Fatto si è che come “non è tutto oro quel che riluce”, così non è “tutta idea quel che si pensa”. Nella forma di una idea reale vive infatti (quale essenza) la forza (dell’essere) dell’Io, mentre nella forma o nel guscio vuoto di una idea apparente vive la forza (karmicamente determinata) della nostra personale natura (facile preda degli “ostacolatori”).
Sarà bene ricordare che tale natura, se stenica (o isterica), tende a renderci dei “disobbedienti” o dei “ribelli”; se astenica (o nevrastenica) degli “obbedienti” o dei “gregari” (Fromm).

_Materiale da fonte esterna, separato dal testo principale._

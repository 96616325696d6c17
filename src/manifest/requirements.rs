//! pip requirements files
//!
//! Only the version specifier of the matching requirement changes. Name
//! spelling, extras, environment markers, comments, indentation and line
//! endings are carried over byte for byte.

use super::ManifestEdit;
use regex::Regex;
use std::sync::LazyLock;

static NAME_SEPARATORS: LazyLock<Regex> = LazyLock::new(|| Regex::new(r"[-_.]+").expect("static regex is valid"));

/// PEP 503 normalised project name
pub fn normalize_name(name: &str) -> String {
  NAME_SEPARATORS.replace_all(name, "-").to_lowercase()
}

/// A requirement string after pinning
#[derive(Debug, Clone, PartialEq, Eq)]
pub struct Rewritten {
  pub text: String,
  /// Exact version pinned before (`==x` or `===x`), if any
  pub previous: Option<String>,
}

/// Pin one requirement string to `version` if it names `package`
///
/// Returns `None` for comments, option lines (`-r`, `-e`, `--hash`) and
/// requirements on other projects.
pub fn rewrite_requirement(requirement: &str, package: &str, version: &str) -> Option<Rewritten> {
  let body = requirement.trim_start();
  let lead = &requirement[..requirement.len() - body.len()];

  if body.is_empty() || body.starts_with('#') || body.starts_with('-') {
    return None;
  }

  let name_end = body
    .find(|c: char| !(c.is_ascii_alphanumeric() || matches!(c, '-' | '_' | '.')))
    .unwrap_or(body.len());
  if name_end == 0 {
    return None;
  }

  let name = &body[..name_end];
  if normalize_name(name) != normalize_name(package) {
    return None;
  }

  let rest = &body[name_end..];
  let extras_len = if rest.trim_start().starts_with('[') {
    rest.find(']').map(|i| i + 1).unwrap_or(0)
  } else {
    0
  };
  let extras = &rest[..extras_len];
  let after = &rest[extras_len..];

  let end = specifier_end(after);
  let specifier = &after[..end];
  let spec_trimmed = specifier.trim_end();
  let separator = &specifier[spec_trimmed.len()..];
  let tail = &after[end..];

  Some(Rewritten {
    text: format!("{}{}{}=={}{}{}", lead, name, extras, version, separator, tail),
    previous: exact_pin(spec_trimmed),
  })
}

/// Byte offset where the version specifier stops: a marker (`;`), a comment,
/// a line continuation or a per-requirement option such as `--hash`
fn specifier_end(after: &str) -> usize {
  let bytes = after.as_bytes();
  for (i, &b) in bytes.iter().enumerate() {
    let preceded_by_space = i > 0 && bytes[i - 1].is_ascii_whitespace();
    match b {
      b';' | b'\\' => return i,
      b'#' if preceded_by_space => return i,
      b'-' if preceded_by_space && bytes.get(i + 1) == Some(&b'-') => return i,
      _ => {}
    }
  }
  after.len()
}

fn exact_pin(specifier: &str) -> Option<String> {
  let spec = specifier.trim();
  let pinned = spec.strip_prefix("===").or_else(|| spec.strip_prefix("=="))?.trim();
  if pinned.is_empty() || pinned.contains([',', '*']) {
    return None;
  }
  Some(pinned.to_string())
}

/// Pin `package` to `version` in a requirements file
///
/// Every matching line is rewritten. Returns `None` when no line names the
/// package.
pub fn set_version(content: &str, package: &str, version: &str) -> Option<ManifestEdit> {
  let mut found = false;
  let mut previous = None;
  let mut updated = String::with_capacity(content.len() + version.len());

  for line in content.split_inclusive('\n') {
    let (text, eol) = split_line_ending(line);
    match rewrite_requirement(text, package, version) {
      Some(rewritten) => {
        found = true;
        if previous.is_none() {
          previous = rewritten.previous;
        }
        updated.push_str(&rewritten.text);
      }
      None => updated.push_str(text),
    }
    updated.push_str(eol);
  }

  if !found {
    return None;
  }
  Some(ManifestEdit::new(content, updated, previous))
}

fn split_line_ending(line: &str) -> (&str, &str) {
  if let Some(text) = line.strip_suffix("\r\n") {
    (text, "\r\n")
  } else if let Some(text) = line.strip_suffix('\n') {
    (text, "\n")
  } else {
    (line, "")
  }
}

Nel primo caso, si sarà dunque insofferenti delle norme e delle regole, e quindi attratti dalla libertà, mentre nel secondo si ricaverà sicurezza dall’osservarle, e si avrà quindi timore della libertà (il libro di Erich Fromm è non a caso intitolato: Fuga dalla libertà – Mondadori, Milano 1994).
Anche in questo caso, sarà perciò bene imparare a distinguere la libertà che nasce dall’amore per l’Io (per l’uomo) da quella pseudo-libertà o, per meglio dire, da quell’arbitrio che nasce dall’insofferenza, se non addirittura dall’odio, per le norme e le regole.
La prima è infatti una realtà spirituale, mentre la seconda è un mero fatto psichico. Dice Goethe: “Il dovere: quando si ama ciò che si comanda a noi stessi” (Massime e riflessioni – TEA, Roma 1988, p. 179). Ebbene, i tipi o i caratteri stenici “amano” (senza rendersene conto), non ciò che comandano a se stessi, bensì ciò che visceralmente li comanda, e di cui sono perciò schiavi (dice ancora Goethe: “Nessuno è più schiavo di colui che si tiene libero senza esserlo” – Massime e riflessioni – TEA, Roma 1988, p. 38). I tipi “disobbedienti” o “ribelli” sono insomma schiavi della natura (direbbe Freud, dell’”Es”), mentre i tipi “obbedienti” o “gregari” sono schiavi della cultura (direbbe sempre Freud, del “Super-io”).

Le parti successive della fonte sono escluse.